Model-based dose selection for the Phase 2b study of ianalumab in primary Sjögren's Syndrome
Irina Baltcheva (1), Martin Fink (1), Olivier Petricoul (2), Didier Renard (1)
(1) Pharmacometrics, Novartis AG, Basel, Switzerland; (2) Pharmacokinetic Sciences, Novartis Institute for Biomedical Research, Basel, Switzerland
Objectives:
Ianalumab is a novel human monoclonal antibody (mAb) that binds to the B-cell Activating Factor receptor (BAFFr). It has a dual mode of action in vivo: (i) rapid and profound B-cell depletion via antibody-dependent cell-mediated cytotoxicity (ADCC) and (ii) blockade of the BAFF-BAFFr signaling of tissue-residing activated B cells. A dose range finding Phase 2b study in primary Sjögren Syndrome (pSS) patients is currently ongoing (NCT02962895). The objective of the PKPD modeling presented here was to support the selection of ianalumab dose levels and regimens to be tested in the above Phase 2b study considering both mechanisms of action. A population PKPD model for circulating B cells based on clinical data had been established previously. To account for the second mode of action for which data was not available, a hypothesis-driven model of tissue receptor occupancy (RO) had to be developed. Both models were used to support dose selection and this model-based approach was approved by Health Authorities.
Methods:
We used a modeling approach to establish the dose-exposure-response relationship for both biomarkers related to the compound’s mode of action: 1) circulating B cells and 2) BAFF receptor occupancy (RO) by ianalumab in a disease-related tissue. A PKPD model for the first biomarker was available, based on data from Rheumatoid Arthritis (RA) and pSS patients. The population PK model had two compartments with linear clearance. B cell dynamics were represented by a turnover model with a peripheral compartment. Serum drug concentration was assumed to exert an indirect effect on circulating B cells by stimulating their death rate. No data was available for the second biomarker; we therefore used a model to predict RO in a hypothetical disease-related tissue.

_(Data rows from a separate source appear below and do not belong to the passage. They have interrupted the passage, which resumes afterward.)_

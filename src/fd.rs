//! File descriptor layer
//!
//! An [`Fd`] wraps a POSIX file descriptor with the policy the host kernel
//! does not provide: Windows sharing modes, byte-range locks, async queues
//! and completion binding. Fds on the same on-disk file share an [`Inode`]
//! so sharing and locking coordinate across opens, and inodes hang off a
//! per-device node keyed by `st_dev`.
//!
//! POSIX advisory locks allow only one lock per process and region, so the
//! lock manager composes unlock "holes": removing one lock unlocks exactly
//! the byte ranges no other lock still covers.

use std::any::Any;
use std::cell::Cell;
use std::cell::RefCell;
use std::collections::HashMap;
use std::ffi::CString;
use std::fmt;
use std::os::unix::ffi::OsStrExt;
use std::path::Path;
use std::path::PathBuf;
use std::rc::Rc;
use std::rc::Weak;

use bitflags::bitflags;
use nix::errno::Errno;

use crate::access::AccessMask;
use crate::access::OpenOptions;
use crate::access::ShareMode;
use crate::async_io::Async;
use crate::async_io::AsyncQueue;
use crate::async_io::AsyncType;
use crate::completion::IoCompletion;
use crate::object::KObject;
use crate::object::ObjRef;
use crate::object::ObjectHeader;
use crate::poll::PollEvents;
use crate::process::Process;
use crate::server::Server;
use crate::status::Status;
use crate::status::SvResult;
use crate::wait::wake_up;
use crate::wait::WaitQueueEntry;

thread_local! {
    // largest offset the host kernel accepts for fcntl locks; shrunk once
    // when a 32-bit off_t kernel rejects a 64-bit range
    static MAX_UNIX_OFFSET: Cell<u64> = const { Cell::new(i64::MAX as u64) };
}

bitflags! {
    /// Flags attached to an fd's completion binding.
    #[derive(Debug, Clone, Copy, PartialEq, Eq, Hash, Default)]
    pub struct CompletionFlags: u32 {
        const SKIP_ON_SUCCESS = 0x1;
    }
}

/// What kind of unix object backs an fd.
#[derive(Debug, Clone, Copy, PartialEq, Eq)]
pub enum FdType {
    File,
    Dir,
    Socket,
    Pipe,
    Char,
    Device,
}

/// Per-type fd operations, implemented by the object using the fd.
///
/// The defaults implement the common poll-driven behavior; types override
/// what differs (sockets recompute event masks, pipes park flush asyncs, and
/// so on).
#[allow(unused_variables)]
pub trait FdOps: fmt::Debug + 'static {
    /// The poll events this fd currently wants.
    fn get_poll_events(&self, fd: &Fd) -> PollEvents {
        default_fd_get_poll_events(fd)
    }

    /// A poll event fired on the fd.
    fn poll_event(&self, server: &Server, fd: &Rc<Fd>, events: PollEvents) {
        default_poll_event(server, fd, events);
    }

    fn fd_type(&self, fd: &Fd) -> FdType {
        FdType::File
    }

    fn read(&self, server: &Server, fd: &Rc<Fd>, async_op: &Rc<Async>, pos: u64) -> SvResult<Status> {
        Err(Status::OBJECT_TYPE_MISMATCH)
    }

    fn write(&self, server: &Server, fd: &Rc<Fd>, async_op: &Rc<Async>, pos: u64) -> SvResult<Status> {
        Err(Status::OBJECT_TYPE_MISMATCH)
    }

    fn flush(&self, server: &Server, fd: &Rc<Fd>, async_op: &Rc<Async>) -> SvResult<Status> {
        Err(Status::OBJECT_TYPE_MISMATCH)
    }

    fn ioctl(&self, server: &Server, fd: &Rc<Fd>, code: u32, async_op: &Rc<Async>) -> SvResult<Status> {
        default_fd_ioctl(server, fd, code, async_op)
    }

    fn queue_async(
        &self,
        server: &Server,
        fd: &Rc<Fd>,
        async_op: &Rc<Async>,
        ty: AsyncType,
        count: i32,
    ) -> SvResult<Status> {
        default_fd_queue_async(server, fd, async_op, ty)
    }

    fn reselect_async(&self, server: &Server, fd: &Rc<Fd>, queue: &Rc<AsyncQueue>) {
        default_fd_reselect_async(server, fd, queue);
    }
}

struct FdUser {
    ops: Weak<dyn FdOps>,
    obj: Weak<dyn KObject>,
}

/// Record of a torn-down fd kept on the inode while byte-range locks or a
/// deferred unlink still need the file around.
#[derive(Debug)]
pub struct ClosedFd {
    unix_fd: Cell<libc::c_int>,
    unlink: Cell<bool>,
    unix_name: Option<PathBuf>,
}

impl ClosedFd {
    fn close_unix_fd(&self) {
        let fd = self.unix_fd.replace(-1);
        if fd != -1 {
            unsafe { libc::close(fd) };
        }
    }
}

/// Per-device node; inodes of the device hash off it.
pub struct Device {
    dev: u64,
    removable: Cell<bool>,
    inodes: RefCell<HashMap<u64, Weak<Inode>>>,
    registry: Weak<RefCell<HashMap<u64, Weak<Device>>>>,
}

impl fmt::Debug for Device {
    fn fmt(&self, f: &mut fmt::Formatter<'_>) -> fmt::Result {
        write!(f, "Device(dev={:#x})", self.dev)
    }
}

impl Drop for Device {
    fn drop(&mut self) {
        if let Some(registry) = self.registry.upgrade() {
            let mut devices = registry.borrow_mut();
            // only drop our own entry; a replacement node may already be
            // registered under the same key
            if devices.get(&self.dev).is_some_and(|weak| {
                std::ptr::eq(weak.as_ptr(), self as *const Device)
            }) {
                devices.remove(&self.dev);
            }
        }
    }
}

impl Device {
    pub fn dev(&self) -> u64 {
        self.dev
    }

    pub fn is_removable(&self) -> bool {
        self.removable.get()
    }
}

#[cfg(target_os = "linux")]
fn is_device_removable(unix_fd: libc::c_int) -> bool {
    let mut stfs: libc::statfs = unsafe { std::mem::zeroed() };
    if unsafe { libc::fstatfs(unix_fd, &mut stfs) } == -1 {
        return false;
    }
    stfs.f_type == 0x9660       /* iso9660 */
        || stfs.f_type == 0x9fa1    /* supermount */
        || stfs.f_type == 0x1501_3346 /* udf */
}

#[cfg(not(target_os = "linux"))]
fn is_device_removable(_unix_fd: libc::c_int) -> bool {
    false
}

/// Find or create the device node for `dev`.
pub fn get_device(server: &Server, dev: u64, unix_fd: libc::c_int) -> Option<Rc<Device>> {
    let registry = server.devices();
    if let Some(device) = registry.borrow().get(&dev).and_then(Weak::upgrade) {
        return Some(device);
    }
    if unix_fd == -1 {
        return None;
    }
    let device = Rc::new(Device {
        dev,
        removable: Cell::new(is_device_removable(unix_fd)),
        inodes: RefCell::new(HashMap::new()),
        registry: Rc::downgrade(registry),
    });
    registry.borrow_mut().insert(dev, Rc::downgrade(&device));
    Some(device)
}

/// Shared state of all fds open on one on-disk file.
pub struct Inode {
    device: Rc<Device>,
    ino: u64,
    open: RefCell<Vec<Weak<Fd>>>,
    locks: RefCell<Vec<Rc<FileLock>>>,
    closed: RefCell<Vec<ClosedFd>>,
}

impl fmt::Debug for Inode {
    fn fmt(&self, f: &mut fmt::Formatter<'_>) -> fmt::Result {
        write!(f, "Inode(dev={:#x}, ino={})", self.device.dev, self.ino)
    }
}

impl Inode {
    pub fn device(&self) -> &Rc<Device> {
        &self.device
    }

    pub fn ino(&self) -> u64 {
        self.ino
    }

    fn open_fds(&self) -> Vec<Rc<Fd>> {
        self.open.borrow().iter().filter_map(Weak::upgrade).collect()
    }

    pub fn has_locks(&self) -> bool {
        !self.locks.borrow().is_empty()
    }

    /// Close fds queued on the closed list; deferred-unlink records are kept
    /// around (with the fd closed) when `keep_unlinks` is set.
    fn close_pending(&self, keep_unlinks: bool) {
        self.closed.borrow_mut().retain(|closed| {
            closed.close_unix_fd();
            keep_unlinks && closed.unlink.get()
        });
    }

    fn add_closed_fd(&self, closed: ClosedFd) {
        if self.has_locks() {
            // the unix fd must survive until the locks are gone
            self.closed.borrow_mut().push(closed);
        } else if closed.unlink.get() {
            closed.close_unix_fd();
            self.closed.borrow_mut().push(closed);
        } else {
            closed.close_unix_fd();
        }
    }
}

impl Drop for Inode {
    fn drop(&mut self) {
        debug_assert!(self.locks.get_mut().is_empty());
        {
            let mut inodes = self.device.inodes.borrow_mut();
            if inodes.get(&self.ino).is_some_and(|weak| {
                std::ptr::eq(weak.as_ptr(), self as *const Inode)
            }) {
                inodes.remove(&self.ino);
            }
        }
        for closed in self.closed.get_mut().drain(..) {
            closed.close_unix_fd();
            if !closed.unlink.get() {
                continue;
            }
            let Some(name) = &closed.unix_name else { continue };
            // unlink only if the path still names the same file
            let Ok(st) = nix::sys::stat::stat(name.as_path()) else { continue };
            if st.st_dev as u64 == self.device.dev && st.st_ino as u64 == self.ino {
                let result = if st.st_mode & libc::S_IFMT == libc::S_IFDIR {
                    std::fs::remove_dir(name)
                } else {
                    std::fs::remove_file(name)
                };
                if let Err(err) = result {
                    log::warn!("deferred unlink of {} failed: {err}", name.display());
                }
            }
        }
    }
}

/// Find or create the inode node for `(dev, ino)`.
pub fn get_inode(server: &Server, dev: u64, ino: u64, unix_fd: libc::c_int) -> Option<Rc<Inode>> {
    let device = get_device(server, dev, unix_fd)?;
    if let Some(inode) = device.inodes.borrow().get(&ino).and_then(Weak::upgrade) {
        return Some(inode);
    }
    let inode = Rc::new(Inode {
        device: device.clone(),
        ino,
        open: RefCell::new(Vec::new()),
        locks: RefCell::new(Vec::new()),
        closed: RefCell::new(Vec::new()),
    });
    device.inodes.borrow_mut().insert(ino, Rc::downgrade(&inode));
    Some(inode)
}

/// A byte-range lock over `[start, end)`; `end == 0` is unbounded.
///
/// Registered on the fd, the inode and the owning process at once. The lock
/// is a waitable object: it signals once it has lost its owner, which is how
/// blocked lock requests learn to retry.
pub struct FileLock {
    header: ObjectHeader,
    fd: RefCell<Weak<Fd>>,
    shared: bool,
    start: u64,
    end: u64,
    process: RefCell<Option<Weak<Process>>>,
}

impl fmt::Debug for FileLock {
    fn fmt(&self, f: &mut fmt::Formatter<'_>) -> fmt::Result {
        write!(
            f,
            "FileLock({} [{:#x},{:#x}))",
            if self.shared { "shared" } else { "excl" },
            self.start,
            self.end
        )
    }
}

impl FileLock {
    pub fn range(&self) -> (u64, u64) {
        (self.start, self.end)
    }

    pub fn is_shared(&self) -> bool {
        self.shared
    }

    fn overlaps(&self, start: u64, end: u64) -> bool {
        if self.end != 0 && start >= self.end {
            return false;
        }
        if end != 0 && self.start >= end {
            return false;
        }
        true
    }
}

The RO model links the serum concentration to the unmeasured tissue RO using a simple analytical expression that represents the competitive binding between ianalumab and soluble BAFF (sBAFF) on BAFFr under quasi-steady state conditions [1].
Results:
Simulations based on the above PKPD models supported the selection of three dose levels to be tested in the Phase 2b study in pSS patients. The “low” dose is expected to provide exposures that just lead to depletion of B cells in the systemic circulation. The “high” dose was selected to approximately match the exposure in the proof-of-concept (PoC) trial that demonstrated efficacy in pSS patients [2]. The “medium” dose was chosen to provide a good spread of exposures between the “high” and the “low” doses. It is intended to provide evidence of increased efficacy due to targeting the BAFFr pathway, in addition to the expected clinical benefit due to complete depletion of circulating B cells. This dose is needed to describe a full dose-exposure-response model in pSS patients.
Conclusions:
We present a model-based approach to Phase 2b dose selection which includes data- and hypothesis-driven models and that was accepted by Health Authorities. We developed a tissue RO model in order to fill the gap between the available biomarkers and our understanding of the mode of action of ianalumab. The selected dose range aimed at providing a wide spread of drug exposures in order to mitigate the risk associated with the assumptions behind the tissue RO model. Such a range will enable characterization of the exposure-response relationship with clinical endpoints and thus inform the Phase 3 dose(s) to be tested in pSS patients.
References:
[1] Marathe A., et al, “Pharmacokinetics and Pharmacodynamics of Anti-BR3 Monoclonal Antibody in Mice”, Pharm Res. 2012, Nov; 29(11): 3180–3187.
[2] Doerner T., et al, “Safety and Efficacy of Single Dose VAY736 (anti-BAFF-R mAb) in Patients with Primary Sjögren’s Syndrome (pSS)”, 2016 ACR/ARHP Annual meeting, abstract number 3033.